* WHAT IS REQUIRED *
Please write out the listing below again in its exact form.

* SUPPLIED RECORDS *
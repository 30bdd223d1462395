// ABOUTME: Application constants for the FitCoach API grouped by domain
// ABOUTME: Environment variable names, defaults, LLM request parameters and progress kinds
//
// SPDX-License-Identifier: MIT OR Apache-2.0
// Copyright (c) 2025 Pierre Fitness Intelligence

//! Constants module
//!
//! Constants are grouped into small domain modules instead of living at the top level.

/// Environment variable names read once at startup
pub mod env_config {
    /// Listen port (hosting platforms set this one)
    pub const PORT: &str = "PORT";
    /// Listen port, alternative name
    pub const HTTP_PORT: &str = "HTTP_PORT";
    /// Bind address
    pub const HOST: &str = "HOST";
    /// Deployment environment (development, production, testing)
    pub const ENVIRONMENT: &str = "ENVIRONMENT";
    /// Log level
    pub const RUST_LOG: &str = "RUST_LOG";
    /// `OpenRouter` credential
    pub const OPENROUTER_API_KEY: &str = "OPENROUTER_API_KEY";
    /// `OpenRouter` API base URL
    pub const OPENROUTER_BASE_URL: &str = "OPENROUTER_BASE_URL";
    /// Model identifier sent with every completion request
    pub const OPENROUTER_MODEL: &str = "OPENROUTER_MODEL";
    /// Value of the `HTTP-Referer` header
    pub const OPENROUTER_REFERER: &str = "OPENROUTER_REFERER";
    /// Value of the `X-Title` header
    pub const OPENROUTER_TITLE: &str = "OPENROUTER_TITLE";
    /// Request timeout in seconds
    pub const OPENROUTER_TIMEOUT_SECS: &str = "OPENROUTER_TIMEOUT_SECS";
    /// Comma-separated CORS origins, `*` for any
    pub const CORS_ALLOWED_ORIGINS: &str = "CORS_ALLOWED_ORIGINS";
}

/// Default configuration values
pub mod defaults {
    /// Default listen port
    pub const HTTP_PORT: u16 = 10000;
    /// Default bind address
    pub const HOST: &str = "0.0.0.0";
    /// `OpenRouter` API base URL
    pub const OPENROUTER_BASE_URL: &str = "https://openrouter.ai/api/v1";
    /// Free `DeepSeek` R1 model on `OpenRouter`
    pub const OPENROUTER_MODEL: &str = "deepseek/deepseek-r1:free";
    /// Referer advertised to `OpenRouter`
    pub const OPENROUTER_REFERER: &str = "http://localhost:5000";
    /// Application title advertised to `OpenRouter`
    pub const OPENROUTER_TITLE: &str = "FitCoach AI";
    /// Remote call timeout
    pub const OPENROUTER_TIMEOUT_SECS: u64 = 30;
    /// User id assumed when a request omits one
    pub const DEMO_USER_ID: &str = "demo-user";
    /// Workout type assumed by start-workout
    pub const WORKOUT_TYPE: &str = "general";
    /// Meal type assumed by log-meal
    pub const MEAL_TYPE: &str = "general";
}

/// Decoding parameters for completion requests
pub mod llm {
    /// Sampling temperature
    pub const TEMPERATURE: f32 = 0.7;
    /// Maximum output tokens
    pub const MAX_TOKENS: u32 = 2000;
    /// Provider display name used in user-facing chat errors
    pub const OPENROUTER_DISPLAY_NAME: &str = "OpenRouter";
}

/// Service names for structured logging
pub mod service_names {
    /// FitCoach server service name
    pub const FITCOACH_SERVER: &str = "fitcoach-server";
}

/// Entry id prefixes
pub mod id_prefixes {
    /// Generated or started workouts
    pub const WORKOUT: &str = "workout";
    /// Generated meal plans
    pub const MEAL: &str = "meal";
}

* ANSWER SPACE *
repository 30bdd223d1462395
// ABOUTME: Application constants for the FitCoach API grouped by domain
// ABOUTME: Environment variable names, defaults, LLM request parameters and progress kinds
//
// SPDX-License-Identifier: MIT OR Apache-2.0
// Copyright (c) 2025 Pierre Fitness Intelligence

//! Constants module
//!
//! Constants are grouped into small domain modules instead of living at the top level.

/// Environment variable names read once at startup
pub mod env_config {
    /// Listen port (hosting platforms set this one)
    pub const PORT: &str = "PORT";
    /// Listen port, alternative name
    pub const HTTP_PORT: &str = "HTTP_PORT";
    /// Bind address
    pub const HOST: &str = "HOST";
    /// Deployment environment (development, production, testing)
    pub const ENVIRONMENT: &str = "ENVIRONMENT";
    /// Log level
    pub const RUST_LOG: &str = "RUST_LOG";
    /// `OpenRouter` credential
    pub const OPENROUTER_API_KEY: &str = "OPENROUTER_API_KEY";
    /// `OpenRouter` API base URL
    pub const OPENROUTER_BASE_URL: &str = "OPENROUTER_BASE_URL";
    /// Model identifier sent with every completion request
    pub const OPENROUTER_MODEL: &str = "OPENROUTER_MODEL";
    /// Value of the `HTTP-Referer` header
    pub const OPENROUTER_REFERER: &str = "OPENROUTER_REFERER";
    /// Value of the `X-Title` header
    pub const OPENROUTER_TITLE: &str = "OPENROUTER_TITLE";
    /// Request timeout in seconds
    pub const OPENROUTER_TIMEOUT_SECS: &str = "OPENROUTER_TIMEOUT_SECS";
    /// Comma-separated CORS origins, `*` for any
    pub const CORS_ALLOWED_ORIGINS: &str = "CORS_ALLOWED_ORIGINS";
}

/// Default configuration values
pub mod defaults {
    /// Default listen port
    pub const HTTP_PORT: u16 = 10000;
    /// Default bind address
    pub const HOST: &str = "0.0.0.0";
    /// `OpenRouter` API base URL
    pub const OPENROUTER_BASE_URL: &str = "https://openrouter.ai/api/v1";
    /// Free `DeepSeek` R1 model on `OpenRouter`
    pub const OPENROUTER_MODEL: &str = "deepseek/deepseek-r1:free";
    /// Referer advertised to `OpenRouter`
    pub const OPENROUTER_REFERER: &str = "http://localhost:5000";
    /// Application title advertised to `OpenRouter`
    pub const OPENROUTER_TITLE: &str = "FitCoach AI";
    /// Remote call timeout
    pub const OPENROUTER_TIMEOUT_SECS: u64 = 30;
    /// User id assumed when a request omits one
    pub const DEMO_USER_ID: &str = "demo-user";
    /// Workout type assumed by start-workout
    pub const WORKOUT_TYPE: &str = "general";
    /// Meal type assumed by log-meal
    pub const MEAL_TYPE: &str = "general";
}

/// Decoding parameters for completion requests
pub mod llm {
    /// Sampling temperature
    pub const TEMPERATURE: f32 = 0.7;
    /// Maximum output tokens
    pub const MAX_TOKENS: u32 = 2000;
    /// Provider display name used in user-facing chat errors
    pub const OPENROUTER_DISPLAY_NAME: &str = "OpenRouter";
}

/// Service names for structured logging
pub mod service_names {
    /// FitCoach server service name
    pub const FITCOACH_SERVER: &str = "fitcoach-server";
}

/// Entry id prefixes
pub mod id_prefixes {
    /// Generated or started workouts
    pub const WORKOUT: &str = "workout";
    /// Generated meal plans
    pub const MEAL: &str = "meal";
}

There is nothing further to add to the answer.